I replaced Hermes with this Claude System...
Jack Roberts presents a custom Claude-based AI agent system called 'Gravity Claw' as an alternative to the Hermes AI agent framework, demonstrating how to cherry-pick the best features from multiple AI frameworks rather than being locked into one. He shows how to integrate capabilities like self-generating skills, multi-tier memory, and voice-activated research using tools like Firecrawl and Railway for hosting.
Summary
Jack Roberts, who claims to have built and sold a tech startup with over 60,000 customers, opens by introducing Hermes as one of the most powerful AI agent frameworks available, noting its 124,000 GitHub stars and trending status. He outlines Hermes' key strengths: a background dreaming loop that reflects on sessions and prunes contradictions into memory, self-authored tools and skills after complex tasks, a four-layer memory system, and multi-platform messaging support across 15 services like Telegram and Discord.
However, Roberts argues that the core limitation of Hermes and similar pre-built frameworks is vendor lock-in: every time a better framework emerges, users must re-credential all connections, lose memories across apps, and conform to someone else's roadmap rather than their own. His solution is what he calls 'cherry-picking the winners' — using a coding environment like Anthropic's Claude or 'Anti-gravity' to analyze any new GitHub repo, identify unique features, and selectively integrate only the desired components into his existing custom system.
He demonstrates this live by having his agent analyze the Hermes repo, produce a feature breakdown categorized by implementation effort (easy wins, medium effort, big lift), and then integrate self-generating skills with a single prompt. He explains his three-tier memory architecture: a core memory layer (soul.md with personality and key facts), a conversational buffer of the last 50-100 messages, and a semantic tier indexed via Pinecone.
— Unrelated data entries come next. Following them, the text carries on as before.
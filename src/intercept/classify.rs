//! Response-failure hook that decides which failures may be recovered by a token refresh.

// crates.io
use http::StatusCode;
// self
use crate::error::{RequestError, ResponseFailure};

/// Verdict of the [`FailureClassifier`].
#[derive(Debug)]
pub enum Classification {
	/// The failure is a first `401` for its request; the request is now marked as retried and
	/// should be handed to the refresh coordinator.
	Refresh(ResponseFailure),
	/// The failure must be surfaced to the caller unchanged.
	Terminal(RequestError),
}

/// Separates recoverable authentication failures from everything else.
///
/// A failure is refresh-eligible only when the backend answered `401 Unauthorized` and the
/// request has not been replayed before. Marking happens here, once, so a request that fails
/// authentication again after its replay is terminal and can never loop.
#[derive(Clone, Copy, Debug, Default)]
pub struct FailureClassifier;
impl FailureClassifier {
	/// Status that signals an expired or invalid session.
	pub const SESSION_EXPIRED: StatusCode = StatusCode::UNAUTHORIZED;

	/// Returns `true` if `failure` could be recovered by a refresh, without marking it.
	pub fn is_eligible(&self, failure: &ResponseFailure) -> bool {
		failure.status() == Self::SESSION_EXPIRED && !failure.request.is_retried()
	}

	/// Classifies a request error, marking eligible requests as retried.
	pub fn classify(&self, error: RequestError) -> Classification {
		match error {
			RequestError::Status(mut failure) if self.is_eligible(&failure) => {
				failure.request.mark_retried();

				Classification::Refresh(failure)
			},
			other => Classification::Terminal(other),
		}
	}
}
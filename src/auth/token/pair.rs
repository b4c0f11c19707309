//! Access/refresh token pair held by a session.

// self
use crate::{_prelude::*, auth::token::secret::TokenSecret};

/// Errors produced while assembling a [`TokenPair`].
#[derive(Clone, Debug, PartialEq, Eq, Serialize, Deserialize, ThisError)]
pub enum TokenPairError {
	/// Issued when no usable access token value was provided.
	#[error("Access token is required.")]
	MissingAccessToken,
}

/// The credentials of one authenticated session.
///
/// A pair is only constructed with a non-blank access token. The refresh token is optional;
/// access-only sessions cannot be refreshed silently and end at the first `401`.
#[derive(Clone, Debug, PartialEq, Eq, Serialize, Deserialize)]
pub struct TokenPair {
	/// Access token secret sent as the bearer credential.
	pub access_token: TokenSecret,
	/// Refresh token secret, if the backend issued one.
	pub refresh_token: Option<TokenSecret>,
	/// Instant the pair was minted locally.
	pub issued_at: OffsetDateTime,
}
impl TokenPair {
	/// Creates an access-only pair.
	pub fn new(access_token: impl Into<String>) -> Result<Self, TokenPairError> {
		let access_token =
			TokenSecret::non_blank(access_token).ok_or(TokenPairError::MissingAccessToken)?;

		Ok(Self { access_token, refresh_token: None, issued_at: OffsetDateTime::now_utc() })
	}

	/// Attaches a refresh token; blank values leave the pair access-only.
	pub fn with_refresh_token(mut self, refresh_token: impl Into<String>) -> Self {
		self.refresh_token = TokenSecret::non_blank(refresh_token);

		self
	}

	/// Overrides the local mint instant.
	pub fn with_issued_at(mut self, instant: OffsetDateTime) -> Self {
		self.issued_at = instant;

		self
	}

	/// Returns `true` when the session can be refreshed without user interaction.
	pub fn is_refreshable(&self) -> bool {
		self.refresh_token.is_some()
	}
}
//! Secure token secret wrapper that redacts sensitive material.

// self
use crate::_prelude::*;

/// Redacted token secret wrapper keeping sensitive material out of logs.
#[derive(Clone, PartialEq, Eq, Serialize, Deserialize)]
#[serde(transparent)]
pub struct TokenSecret(String);
impl TokenSecret {
	/// Wraps a new secret string.
	pub fn new(value: impl Into<String>) -> Self {
		Self(value.into())
	}

	/// Wraps a secret, discarding empty or whitespace-only values.
	pub fn non_blank(value: impl Into<String>) -> Option<Self> {
		let value = value.into();

		if value.trim().is_empty() { None } else { Some(Self(value)) }
	}

	/// Returns the inner token value. Callers must avoid logging this string.
	pub fn expose(&self) -> &str {
		&self.0
	}

	/// Returns `true` when the secret carries no usable characters.
	pub fn is_blank(&self) -> bool {
		self.0.trim().is_empty()
	}

	/// Renders the `Authorization` header value for this secret.
	pub fn bearer(&self) -> String {
		format!("Bearer {}", self.0)
	}
}
impl AsRef<str> for TokenSecret {
	fn as_ref(&self) -> &str {
		self.expose()
	}
}
impl Debug for TokenSecret {
	fn fmt(&self, f: &mut Formatter) -> FmtResult {
		f.debug_tuple("TokenSecret").field(&"<redacted>").finish()
	}
}
impl Display for TokenSecret {
	fn fmt(&self, f: &mut Formatter) -> FmtResult {
		f.write_str("<redacted>")
	}
}

#[cfg(test)]
mod tests {
	// self
	use super::*;

	#[test]
	fn secret_formatters_redact() {
		let secret = TokenSecret::new("super-secret");

		assert_eq!(format!("{secret:?}"), "TokenSecret(\"<redacted>\")");
		assert_eq!(format!("{secret}"), "<redacted>");
	}

	#[test]
	fn non_blank_rejects_whitespace() {
		assert!(TokenSecret::non_blank("  ").is_none());
		assert!(TokenSecret::non_blank("").is_none());
		assert_eq!(
			TokenSecret::non_blank("T2").map(|secret| secret.bearer()),
			Some("Bearer T2".to_owned())
		);
	}
}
For hosting, Roberts recommends Railway over VPS for its simplicity and security, noting it doesn't expose ports to the internet and keeps the agent running regardless of whether a laptop is open. He then demonstrates creating a Firecrawl-powered research skill via voice dictation, tasking the agent to scrape Product Hunt for three-star reviews of speech dictation software. The skill is created and executed in a single session. He closes by recommending GPT 5.5 or DeepSeek as cost-effective model options and teasing a full course covering foundation setup, memory systems, and monetization.
Key Insights
- Roberts argues that the fundamental limitation of pre-built frameworks like Hermes is that users are bound to the developer's roadmap, forcing re-credentialing of all connections and loss of agent memory every time a superior framework emerges.
- Roberts claims that after five or more tool calls on a complex task, Hermes' self-generating skills system autonomously decides whether a procedure is reusable enough to save as a markdown skill file, skipping it if it's a one-off task.
- Roberts states that his three-tier memory system consists of a core soul.md personality layer, a rolling conversational buffer of the last 50-100 messages, and a semantic tier that indexes everything in Pinecone for long-term retrieval.
- Roberts claims that GPT 5.5 can be accessed through an existing $20/month ChatGPT subscription at no additional cost via OAuth authentication, whereas Claude does not offer the same arrangement — making ChatGPT more cost-effective for powering these agent systems.
- Roberts argues that Railway is preferable to VPS hosting for running a 24/7 AI agent because it is not exposed to the internet, eliminates security concerns about open ports, and integrates directly with coding environments like Anti-gravity or Claude Code.